_Data_.
//! Global subscriber: coloured console output plus a JSON-lines log file.
use std::collections::BTreeMap;
use std::fs;
use std::io::Write as _;
use std::path::{Path, PathBuf};
use std::sync::Mutex;

use tracing::field::{Field, Visit};

use super::types::{OUTCOME_TARGET, PhaseStatus, SIMULATED_TARGET, STAGE_TARGET};
use crate::paths;

/// Overrides the console level, e.g. `DOTFILES_LOG=debug`.
pub const LOG_ENV: &str = "DOTFILES_LOG";

/// Message plus every other field of an event, stringified.
#[derive(Default)]
struct Fields {
    message: String,
    extra: BTreeMap<&'static str, String>,
}

impl Fields {
    fn of(event: &tracing::Event<'_>) -> Self {
        let mut fields = Self::default();
        event.record(&mut fields);
        fields
    }

    fn put(&mut self, field: &Field, value: String) {
        if field.name() == "message" {
            self.message = value;
        } else {
            self.extra.insert(field.name(), value);
        }
    }
}

impl Visit for Fields {
    fn record_debug(&mut self, field: &Field, value: &dyn std::fmt::Debug) {
        self.put(field, format!("{value:?}"));
    }

    fn record_str(&mut self, field: &Field, value: &str) {
        self.put(field, value.to_string());
    }

    fn record_u64(&mut self, field: &Field, value: u64) {
        self.put(field, value.to_string());
    }
}

/// `<state dir>/logs/<command>.jsonl`, or `None` without a home directory.
#[must_use]
pub fn log_file_path(command: &str) -> Option<PathBuf> {
    let home = paths::home_dir().ok()?;
    Some(
        paths::default_state_dir(&home)
            .join("logs")
            .join(format!("{command}.jsonl")),
    )
}

/// Appends one JSON object per event.
#[derive(Debug)]
struct JsonFileLayer {
    file: Mutex<fs::File>,
}

impl JsonFileLayer {
    /// Truncate `path` for a fresh run. `None` when it cannot be opened.
    fn create(path: &Path) -> Option<Self> {
        if let Some(parent) = path.parent() {
            fs::create_dir_all(parent).ok()?;
        }
        let file = fs::File::create(path).ok()?;
        Some(Self {
            file: Mutex::new(file),
        })
    }
}

impl<S: tracing::Subscriber> tracing_subscriber::Layer<S> for JsonFileLayer {
    fn on_event(&self, event: &tracing::Event<'_>, _ctx: tracing_subscriber::layer::Context<'_, S>) {
        let metadata = event.metadata();
        let fields = Fields::of(event);
        let record = serde_json::json!({
            "ts": chrono::Utc::now().to_rfc3339_opts(chrono::SecondsFormat::Millis, true),
            "level": metadata.level().as_str(),
            "target": metadata.target(),
            "message": fields.message,
            "fields": fields.extra,
        });
        if let Ok(mut file) = self.file.lock() {
            writeln!(file, "{record}").ok();
        }
    }
}

/// Human-oriented console lines.
struct ConsoleFormat;

impl ConsoleFormat {
    const fn outcome_colour(status: Option<PhaseStatus>) -> &'static str {
        match status {
            Some(PhaseStatus::Changed) => "\x1b[32m",
            Some(PhaseStatus::Simulated) => "\x1b[33m",
            Some(PhaseStatus::Failed) => "\x1b[31m",
            Some(PhaseStatus::Unchanged) | None => "\x1b[2m",
        }
    }
}

impl<S, N> tracing_subscriber::fmt::FormatEvent<S, N> for ConsoleFormat
where
    S: tracing::Subscriber + for<'a> tracing_subscriber::registry::LookupSpan<'a>,
    N: for<'a> tracing_subscriber::fmt::FormatFields<'a> + 'static,
{
    fn format_event(
        &self,
        _ctx: &tracing_subscriber::fmt::FmtContext<'_, S, N>,
        mut writer: tracing_subscriber::fmt::format::Writer<'_>,
        event: &tracing::Event<'_>,
    ) -> std::fmt::Result {
        let metadata = event.metadata();
        let fields = Fields::of(event);
        let msg = &fields.message;

        match (*metadata.level(), metadata.target()) {
            (tracing::Level::ERROR, _) => writeln!(writer, "\x1b[1;31merror:\x1b[0m {msg}"),
            (tracing::Level::WARN, _) => writeln!(writer, "\x1b[1;33mwarning:\x1b[0m {msg}"),
            (_, STAGE_TARGET) => writeln!(writer, "\x1b[1m:: {msg}\x1b[0m"),
            (_, SIMULATED_TARGET) => writeln!(writer, "   \x1b[36mwould\x1b[0m {msg}"),
            (_, OUTCOME_TARGET) => {
                let status = fields
                    .extra
                    .get("status")
                    .map(String::as_str)
                    .and_then(PhaseStatus::parse);
                let colour = Self::outcome_colour(status);
                writeln!(writer, "   {colour}{msg}\x1b[0m")
            }
            (tracing::Level::INFO, _) => writeln!(writer, "   {msg}"),
            _ => writeln!(writer, "   \x1b[2m{msg}\x1b[0m"),
        }
    }
}

/// Install the global subscriber for `command`.
///
/// Warnings and errors go to stderr, everything else to stdout. The
/// console shows `info` and above (`debug` with `verbose`) unless
/// [`LOG_ENV`] says otherwise. Every `debug` event is also written to
/// [`log_file_path`]. A second call is a no-op.
pub fn init_subscriber(verbose: bool, command: &str) {
    use tracing_subscriber::fmt::writer::MakeWriterExt as _;
    use tracing_subscriber::{
        EnvFilter, Layer as _, filter::LevelFilter, fmt, layer::SubscriberExt as _,
        util::SubscriberInitExt as _,
    };

    let default_level = if verbose {
        LevelFilter::DEBUG
    } else {
        LevelFilter::INFO
    };
    let console_filter = EnvFilter::builder()
        .with_default_directive(default_level.into())
        .with_env_var(LOG_ENV)
        .from_env_lossy();

    let console = fmt::layer()
        .event_format(ConsoleFormat)
        .with_writer(
            std::io::stderr
                .with_max_level(tracing::Level::WARN)
                .or_else(std::io::stdout),
        )
        .with_filter(console_filter);

    let file = log_file_path(command)
        .and_then(|path| JsonFileLayer::create(&path))
        .map(|layer| layer.with_filter(LevelFilter::DEBUG));

    tracing_subscriber::registry()
        .with(console)
        .with(file)
        .try_init()
        .ok();
}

_What is needed_.
Read the listing above, then copy every line that includes the string "BTreeMap".

_Solution below_.
use std::collections::BTreeMap;
    extra: BTreeMap<&'static str, String>,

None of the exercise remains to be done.